1761-02-16, de Voltaire [François Marie Arouet] à Germain Gilles Richard de Ruffey.

Vous me permettez, Monsieur, de vous importuner sur la malheureuse affaire du sr Decroze.
Il joint à la douleur d'avoir vu son fils prêt de mourir par un assasinat, celle de voir l'assassin triompher de son affliction; il est soutenu par une cabale puissante contre un pauvre homme sans secours qui n'a ny assés d'intelligence, ny peut-être assés de fortune pour le suivre dans les détours de la Chicane la plus odieuse et la plus longue. Ce Curé assés connu à Dijon par une foule de procez qu'il y est venu soutenir attend que les cicatrices des playes faites au jeune Decroze puissent être fermées, afin qu'il paraisse que les blessures n'ont été que légères, et que l'assassinat passe pour une simple querelle: mais je peux Vous asseurer que le temps qui est le seul refuge du Curé, laissera toujours paraitre les preuves de son attentat. Le crâne a été ouvert, et le Lieutenant Criminel luimême a vu le Malade en danger de Mort: je l'ai vu moimême en cet état. J'apprens que le Curé a appellé du décret d'ajournement personel et de prise de corps rendu à Gex: il fonde ses malheur[eus]es déffenses sur une méprise qu'on dit être dans les dépositions: on a déposé en effet que led. Curé avait été boire chez Mde Burdet le 27, veille de l'assassinat, et il se trouve que ce n'est que le 26; mais cette erreur de datte n'emporte point une erreur de fait, et cette méprise est aisément corrigée au récollement et aux confrontations.

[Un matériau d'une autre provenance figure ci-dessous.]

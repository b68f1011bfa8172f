use anyhow::{Context, Result};
use url::Url;

use super::config_model::{Database, DotEnvyConfig, Payments, Queue, Server, Sweeper, Telegram};

pub fn load() -> Result<DotEnvyConfig> {
    dotenvy::dotenv().ok();

    let server = Server {
        port: std::env::var("SERVER_PORT")
            .unwrap_or_else(|_| "8080".to_string())
            .parse()
            .context("SERVER_PORT is invalid")?,
        timeout: std::env::var("SERVER_TIMEOUT")
            .unwrap_or_else(|_| "60".to_string())
            .parse()
            .context("SERVER_TIMEOUT is invalid")?,
        body_limit: std::env::var("SERVER_BODY_LIMIT")
            .unwrap_or_else(|_| "1".to_string())
            .parse()
            .context("SERVER_BODY_LIMIT is invalid")?,
    };

    let database = Database {
        url: std::env::var("DATABASE_URL").expect("DATABASE_URL is invalid"),
    };

    let notification_url = std::env::var("PIX_NOTIFICATION_URL").ok().and_then(|v| {
        let trimmed = v.trim().to_string();
        (!trimmed.is_empty()).then_some(trimmed)
    });
    if let Some(raw) = notification_url.as_deref() {
        Url::parse(raw).context("PIX_NOTIFICATION_URL is invalid")?;
    }

    let payments = Payments {
        base_url: std::env::var("PIX_API_BASE_URL")
            .unwrap_or_else(|_| "https://api.mercadopago.com".to_string()),
        access_token: std::env::var("PIX_ACCESS_TOKEN").expect("PIX_ACCESS_TOKEN is invalid"),
        notification_url,
        webhook_secret: std::env::var("PIX_WEBHOOK_SECRET").ok().and_then(|v| {
            let trimmed = v.trim().to_string();
            (!trimmed.is_empty()).then_some(trimmed)
        }),
        payer_email_domain: std::env::var("PIX_PAYER_EMAIL_DOMAIN")
            .unwrap_or_else(|_| "subscribers.vip-gate.app".to_string()),
    };

    let telegram = Telegram {
        bot_token: std::env::var("BOT_TOKEN").expect("BOT_TOKEN is invalid"),
        group_invite_link: std::env::var("GROUP_INVITE_LINK").ok().and_then(|v| {
            let trimmed = v.trim().to_string();
            (!trimmed.is_empty()).then_some(trimmed)
        }),
        group_chat_id: std::env::var("GROUP_CHAT_ID")
            .ok()
            .and_then(|v| v.parse::<i64>().ok()),
    };

    let sweeper = Sweeper {
        interval_secs: std::env::var("SWEEPER_INTERVAL_SECS")
            .unwrap_or_else(|_| "600".to_string())
            .parse()
            .context("SWEEPER_INTERVAL_SECS is invalid")?,
        renewal_window_hours: std::env::var("RENEWAL_WINDOW_HOURS")
            .unwrap_or_else(|_| "24".to_string())
            .parse()
            .context("RENEWAL_WINDOW_HOURS is invalid")?,
    };

    let queue = Queue {
        workers: std::env::var("RECONCILE_QUEUE_WORKERS")
            .unwrap_or_else(|_| "4".to_string())
            .parse()
            .context("RECONCILE_QUEUE_WORKERS is invalid")?,
        capacity: std::env::var("RECONCILE_QUEUE_CAPACITY")
            .unwrap_or_else(|_| "1024".to_string())
            .parse()
            .context("RECONCILE_QUEUE_CAPACITY is invalid")?,
    };

    Ok(DotEnvyConfig {
        server,
        database,
        payments,
        telegram,
        sweeper,
        queue,
    })
}
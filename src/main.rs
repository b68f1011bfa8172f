use std::{sync::Arc, time::Duration};

use anyhow::Result;
use tracing::{error, info};
use vip_gate::application::usecases::{
    expiration_sweeper::ExpirationSweeperUseCase, reconcile::ReconcileUseCase,
    subscriptions::SubscriptionUseCase,
};
use vip_gate::config::config_loader;
use vip_gate::domain::repositories::{
    access::{AccessEnforcer, SubscriberNotifier},
    payment_gateway::PixGateway,
    payments::PaymentRepository,
    subscriptions::SubscriptionRepository,
};
use vip_gate::infrastructure::{
    axum_http::{self, routers::payment_webhook::WebhookState},
    messaging::telegram::{TelegramClient, TelegramClientConfig},
    payments::pix_client::{PixClient, PixClientConfig},
    postgres::{
        postgres_connection,
        repositories::{payments::PaymentPostgres, subscriptions::SubscriptionPostgres},
    },
    queue::reconcile_queue::ReconcileQueue,
};
use vip_gate::services;

#[tokio::main]
async fn main() -> Result<()> {
    if let Err(error) = run().await {
        error!("Service exited with error: {}", error);
        std::process::exit(1);
    }
    Ok(())
}

async fn run() -> Result<()> {
    dotenvy::dotenv().ok();
    vip_gate::observability::init_observability()?;

    let dotenvy_env = Arc::new(config_loader::load()?);
    info!("ENV has been loaded");

    let postgres_pool = postgres_connection::establish_connection(&dotenvy_env.database.url)?;
    info!("Postgres connection has been established");

    let db_pool_arc = Arc::new(postgres_pool);

    // Repositories (shared DB pool)
    let payment_repository: Arc<dyn PaymentRepository + Send + Sync> =
        Arc::new(PaymentPostgres::new(Arc::clone(&db_pool_arc)));
    let subscription_repository: Arc<dyn SubscriptionRepository + Send + Sync> =
        Arc::new(SubscriptionPostgres::new(Arc::clone(&db_pool_arc)));

    let pix_client = Arc::new(PixClient::new(PixClientConfig {
        base_url: dotenvy_env.payments.base_url.clone(),
        access_token: dotenvy_env.payments.access_token.clone(),
        notification_url: dotenvy_env.payments.notification_url.clone(),
        webhook_secret: dotenvy_env.payments.webhook_secret.clone(),
    })?);
    let gateway: Arc<dyn PixGateway + Send + Sync> = Arc::clone(&pix_client) as Arc<dyn PixGateway + Send + Sync>;

    let telegram_client = Arc::new(TelegramClient::new(TelegramClientConfig {
        bot_token: dotenvy_env.telegram.bot_token.clone(),
        group_invite_link: dotenvy_env.telegram.group_invite_link.clone(),
        group_chat_id: dotenvy_env.telegram.group_chat_id,
    }));
    let access_enforcer: Arc<dyn AccessEnforcer + Send + Sync> =
        Arc::clone(&telegram_client) as Arc<dyn AccessEnforcer + Send + Sync>;
    let notifier: Arc<dyn SubscriberNotifier + Send + Sync> =
        Arc::clone(&telegram_client) as Arc<dyn SubscriberNotifier + Send + Sync>;

    let reconcile_usecase = Arc::new(ReconcileUseCase::new(
        Arc::clone(&payment_repository),
        Arc::clone(&subscription_repository),
        Arc::clone(&gateway),
        Arc::clone(&access_enforcer),
        Arc::clone(&notifier),
    ));

    // Webhook acknowledgment is decoupled from reconciliation by the queue.
    let queue = ReconcileQueue::spawn(
        Arc::clone(&reconcile_usecase),
        dotenvy_env.queue.workers,
        dotenvy_env.queue.capacity,
    );
    let webhook_state = Arc::new(WebhookState {
        queue,
        pix_client: Arc::clone(&pix_client),
    });

    let subscription_usecase = Arc::new(SubscriptionUseCase::new(
        Arc::clone(&subscription_repository),
        Arc::clone(&payment_repository),
        Arc::clone(&gateway),
        Arc::clone(&reconcile_usecase),
        dotenvy_env.payments.payer_email_domain.clone(),
    ));

    let sweeper_usecase = Arc::new(ExpirationSweeperUseCase::new(
        Arc::clone(&subscription_repository),
        Arc::clone(&access_enforcer),
        Arc::clone(&notifier),
        chrono::Duration::hours(dotenvy_env.sweeper.renewal_window_hours),
    ));

    // Spawn background sweep loop
    let sweeper_loop = tokio::spawn(services::sweeper_loop::run_sweeper_loop(
        sweeper_usecase,
        Duration::from_secs(dotenvy_env.sweeper.interval_secs),
    ));

    let server_config = Arc::clone(&dotenvy_env);
    let http_server = tokio::spawn(async move {
        axum_http::http_serve::start(server_config, subscription_usecase, webhook_state).await
    });

    tokio::select! {
        result = sweeper_loop => result??,
        result = http_server => result??,
    };
    Ok(())
}
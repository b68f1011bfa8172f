use chrono::{DateTime, Utc};
use serde::{Deserialize, Serialize};

use crate::domain::value_objects::enums::{
    plan_codes::PlanCode, subscription_statuses::SubscriptionStatus,
};
use crate::domain::value_objects::plans::Plan;

#[derive(Debug, Serialize)]
pub struct PlanOfferDto {
    pub plan_code: PlanCode,
    pub name: &'static str,
    pub amount_minor: i32,
    pub duration_days: i64,
}

impl From<Plan> for PlanOfferDto {
    fn from(value: Plan) -> Self {
        Self {
            plan_code: value.code,
            name: value.name,
            amount_minor: value.amount_minor,
            duration_days: value.duration_days,
        }
    }
}

/// Answer to `start_or_renew`: where the user stands plus the menu that
/// applies to that state.
#[derive(Debug, Serialize)]
pub struct SubscriptionMenuDto {
    pub status: SubscriptionStatus,
    pub expires_at: Option<DateTime<Utc>>,
    pub renewal_offer_until: Option<DateTime<Utc>>,
    pub plan_menu: Vec<PlanOfferDto>,
}

#[derive(Debug, Deserialize)]
pub struct StartOrRenewRequest {
    pub user_id: i64,
}

#[derive(Debug, Deserialize)]
pub struct RequestPaymentRequest {
    pub user_id: i64,
    pub plan_code: PlanCode,
}

#[derive(Debug, Serialize)]
pub struct PixCheckoutDto {
    pub payment_id: String,
    pub qr_payload: Option<String>,
    pub checkout_url: Option<String>,
}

Il se fonde encor sur la mauvaise réputation de la dame Burdet, chés laquelle l'assassinat s'est commis, et qu'il a frappé luimême. Mais si la dame Burdet est une femme diffamée pourquoi allait-il boire chés elle? pourquoi part-il d'une demie lieue de sa maison pour aller à dix heures du soir chez cette femme avec des gens armés? Il a l'audace de dire que c'était pour arrêter le scandale, mais est-ce à lui d'éxercer la police? l'exerce t-on à coups de bâton? Lui est-il permis d'entrer par force pendant la nuit chez une ancienne Bourgeoise du lieu très bien alliée, qui soupait paisiblement avec ses amis? Les violences précédentes de ce Curé: le procès qui lui fut intenté par le Notaire Vaillet pour avoir donné des coups de bâton à son fils, ses querelles continuelles, son yvrognerie qui est publique ne sont-elles pas des présomptions frapantes qu'il n'était venu chez la Dame Burdet que dans le dessein qu'il a éxécuté? Une irruption faite pendant la nuit avec des hommes armés dans une maison paisible peut-elle être regardée comme une rixe ordinaire? Un Laïque en pareil cas ne serait-il pas dès longtemps dans les fers? Cependant ce prêtre, aussi artificieux que violent soulève le Clergé en sa faveur. L'Evêque de Geneve soutient que c'est à lui seul de le juger; qu'il n'est pas permis aux Juges séculiers de connaitre des délits d'un prêtre, et qu'il n'est coupable que d'un zèle un peu inconsidéré: on intimide le pauvre Decroze; on emploie le prophane et le sacré pour lui fermer la bouche; et enfin le Jésuite Fessi a porté l'abus de son Ministère jusqu'à refuser l'absolution à la sœur de l'assassiné, jusqu'à ce qu'elle portât son père et son frère à se désister de leurs justes poursuites. Ce malheureux Curé du village de Moens s'imaginant très faussement que c'était moi seul qui encourageait un père malheureux à demander vengeance du sang de son fils, a porté les habitants de son village à me couper la communication des eaux, et m'a fait proposer de me donner le double des eaux qu'on voulait m'ôter si je pouvais obtenir de Decroze un désistement. L'Evêque m' mandé en propres termes, que pour quelques gouttes de sang il ne falait pas faire tant de Vacarme.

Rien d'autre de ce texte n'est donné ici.